Although my journey is very different to yours, in many ways the worries and concerns around the decision to try for a 2nd child was very similar, and like you mentioned, 'fraught with worry' 
I think even after going through the complex and longwinded adoption assessment process a second time (and even right up to the early days of placement of our DD) we still had the same worries and concerns re are we doing the right thing for all of us, the effect it would have on our little man, on myself and dh, amongst so many other things .

I think ultimately it came down to the fact that on balance, with all the risks and concerns taken into consideration, we wanted DS to have a sibling, we knew he'd be a wonderful big bro (and we also knew the benefits to him would outweigh any of our concerns), we'd always hoped to have more than one child, and we had to hold onto those things 'and just go for it' when doubts and worries crept in.

Again, I don't begin to know exactly how you feel as our situations are very different, but I can identify with your concerns and fears in general with regards to the effect it could have on your relationship with your dh and dd, plus the worry of it possibly not actually happening.

I just wanted to send you a hug 

Hopefully someone with a more similar experience to yours will be along to offer their advice and support soon.

I wish you lots of luck and all the best 
Anj x


----------



## KLconfused (Jan 2, 2010)

Danielle - I know exactly how you feel as I was there a while ago. I also had a friend say recently 1 child isn't really a family - you need 2 for a family - I could have slapped her!
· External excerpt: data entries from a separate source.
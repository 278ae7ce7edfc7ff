use std::collections::BTreeSet;
use std::path::PathBuf;

use serde::{Deserialize, Serialize};

/// Extensions indexed when the caller does not supply a custom set.
///
/// Lowercase, dotted. Covers every grammar the splitter ships plus common
/// window-split text formats.
pub const DEFAULT_EXTENSIONS: &[&str] = &[
  ".rs", ".py", ".js", ".mjs", ".jsx", ".ts", ".tsx", ".go", ".java", ".c", ".h", ".cpp", ".cc", ".hpp", ".cs",
  ".rb", ".php", ".swift", ".kt", ".scala", ".sh", ".md", ".txt", ".json", ".yaml", ".yml", ".toml", ".sql",
];

const DEFAULT_EMBED_BATCH: usize = 100;
const DEFAULT_CHUNK_SIZE: usize = 2500;
const DEFAULT_CHUNK_OVERLAP: usize = 300;
const DEFAULT_MAX_FILE_SIZE: u64 = 1024 * 1024;

/// Score multiplier applied when a hybrid search degrades to dense-only.
pub const HYBRID_FALLBACK_PENALTY: f32 = 0.9;

#[derive(Debug, thiserror::Error)]
pub enum ConfigError {
  #[error("embed_batch must be at least 1")]
  EmbedBatchTooSmall,
  #[error("splitter_chunk_overlap ({overlap}) must be smaller than splitter_chunk_size ({size})")]
  OverlapTooLarge { overlap: usize, size: usize },
  #[error("weighted ranker weights must be positive (dense={dense}, sparse={sparse})")]
  InvalidRankerWeights { dense: f32, sparse: f32 },
}

/// Hybrid result fusion strategy.
#[derive(Debug, Clone, Copy, PartialEq, Serialize, Deserialize)]
#[serde(tag = "type", rename_all = "lowercase")]
pub enum RankerConfig {
  /// Reciprocal-rank fusion: `score = Σ 1 / (k + rank)`.
  Rrf { k: f32 },
  /// Weighted sum over min-max normalized scores.
  Weighted { dense: f32, sparse: f32 },
}

impl Default for RankerConfig {
  fn default() -> Self {
    RankerConfig::Rrf { k: 100.0 }
  }
}

impl RankerConfig {
  /// Label recorded by the planner for observability.
  pub fn label(&self) -> &'static str {
    match self {
      RankerConfig::Rrf { .. } => "rrf",
      RankerConfig::Weighted { .. } => "weight",
    }
  }
}

/// Consistency hint forwarded to the vector store.
#[derive(Debug, Clone, Copy, PartialEq, Eq, Default, Serialize, Deserialize)]
#[serde(rename_all = "lowercase")]
pub enum ConsistencyLevel {
  Strong,
  Session,
  #[default]
  Bounded,
  Eventually,
}

/// Configuration handed to the orchestrator at construction.
///
/// There is no global state; everything the pipeline needs, including the
/// snapshot directory, arrives through this struct.
#[derive(Debug, Clone, Serialize, Deserialize)]
#[serde(default)]
pub struct IndexConfig {
  /// Chunks buffered before an embed + insert flush. Minimum 1.
  pub embed_batch: usize,
  /// Create collections with a sparse field and use hybrid search.
  pub enable_sparse: bool,
  /// Lowercase dotted extensions eligible for indexing.
  pub supported_extensions: BTreeSet<String>,
  /// User ignore patterns, merged with the built-in denylist.
  pub ignore_patterns: Vec<String>,
  /// Window-splitter chunk size in characters.
  pub splitter_chunk_size: usize,
  /// Window-splitter overlap in characters.
  pub splitter_chunk_overlap: usize,
  pub ranker: RankerConfig,
  pub consistency_level: ConsistencyLevel,
  /// Snapshot directory; `None` resolves to `$HOME/.codeindexer/merkle`.
  pub snapshot_root: Option<PathBuf>,
  /// Files larger than this are skipped with a warning.
  pub max_file_size_bytes: u64,
}

impl Default for IndexConfig {
  fn default() -> Self {
    Self {
      embed_batch: DEFAULT_EMBED_BATCH,
      enable_sparse: false,
      supported_extensions: DEFAULT_EXTENSIONS.iter().map(|s| s.to_string()).collect(),
      ignore_patterns: Vec::new(),
      splitter_chunk_size: DEFAULT_CHUNK_SIZE,
      splitter_chunk_overlap: DEFAULT_CHUNK_OVERLAP,
      ranker: RankerConfig::default(),
      consistency_level: ConsistencyLevel::default(),
      snapshot_root: None,
      max_file_size_bytes: DEFAULT_MAX_FILE_SIZE,
    }
  }
}

impl IndexConfig {
  pub fn validate(&self) -> Result<(), ConfigError> {
    if self.embed_batch < 1 {
      return Err(ConfigError::EmbedBatchTooSmall);
    }
    if self.splitter_chunk_overlap >= self.splitter_chunk_size {
      return Err(ConfigError::OverlapTooLarge {
        overlap: self.splitter_chunk_overlap,
        size: self.splitter_chunk_size,
      });
    }
    if let RankerConfig::Weighted { dense, sparse } = self.ranker
      && (dense <= 0.0 || sparse <= 0.0)
    {
      return Err(ConfigError::InvalidRankerWeights { dense, sparse });
    }
    Ok(())
  }

  /// True when `ext` (with or without leading dot) is indexable.
  pub fn supports_extension(&self, ext: &str) -> bool {
    let dotted = if ext.starts_with('.') {
      ext.to_lowercase()
    } else {
      format!(".{}", ext.to_lowercase())
    };
    self.supported_extensions.contains(&dotted)
  }
}

#[cfg(test)]
mod tests {
  use super::*;

  #[test]
  fn test_default_config_is_valid() {
    let config = IndexConfig::default();
    assert!(config.validate().is_ok());
    assert_eq!(config.embed_batch, 100);
    assert!(!config.enable_sparse);
  }

  #[test]
  fn test_zero_embed_batch_rejected() {
    let config = IndexConfig {
      embed_batch: 0,
      ..Default::default()
    };
    assert!(matches!(config.validate(), Err(ConfigError::EmbedBatchTooSmall)));
  }

  #[test]
  fn test_overlap_must_be_smaller_than_chunk() {
    let config = IndexConfig {
      splitter_chunk_size: 100,
      splitter_chunk_overlap: 100,
      ..Default::default()
    };
    assert!(matches!(config.validate(), Err(ConfigError::OverlapTooLarge { .. })));
  }

  #[test]
  fn test_weighted_ranker_weights_checked() {
    let config = IndexConfig {
      ranker: RankerConfig::Weighted { dense: 0.0, sparse: 1.0 },
      ..Default::default()
    };
    assert!(matches!(config.validate(), Err(ConfigError::InvalidRankerWeights { .. })));
  }

  #[test]
  fn test_supports_extension_normalizes() {
    let config = IndexConfig::default();
    assert!(config.supports_extension("rs"));
    assert!(config.supports_extension(".rs"));
    assert!(config.supports_extension("RS"));
    assert!(!config.supports_extension("exe"));
  }

  #[test]
  fn test_ranker_labels() {
    assert_eq!(RankerConfig::default().label(), "rrf");
    assert_eq!(RankerConfig::Weighted { dense: 0.7, sparse: 0.3 }.label(), "weight");
  }
}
I knew as soon as my daughter was born I wanted another. I was nieve in that I thought my first FET worked so now id had a baby why wouldn't the next IVF work. It was still a big decision because im a stay home mum so there wasn't money coming in from me to help. We started the first IVF for #2 Dec 2013 and I really thought it would work. It didn't. Then we did FET March 2014 and again BFN. I coped very badly with the drugs and was suicidal at some points and didn't want to be with my beloved daughter. Im not sure it was completely the drugs or just that mentally I couldn't cope. It was definitely different than when I did it before my DD. We have MF IF so I have then spent 9 months trying with a private donor using AI. I got pregnant the second month but miscarried. Ive tried 7 cycles since then and nothing. 

There is still this feeling though that I will never give up and I will get a sibling if I can just keep going. Id really love 3 more kids and even though im 41 in a month my deluded brain still seems to think its possible. So we have been to the ARGC a few days ago for a consult and im starting a mock cycle with them when day 1 comes and we will be doing ICSI. 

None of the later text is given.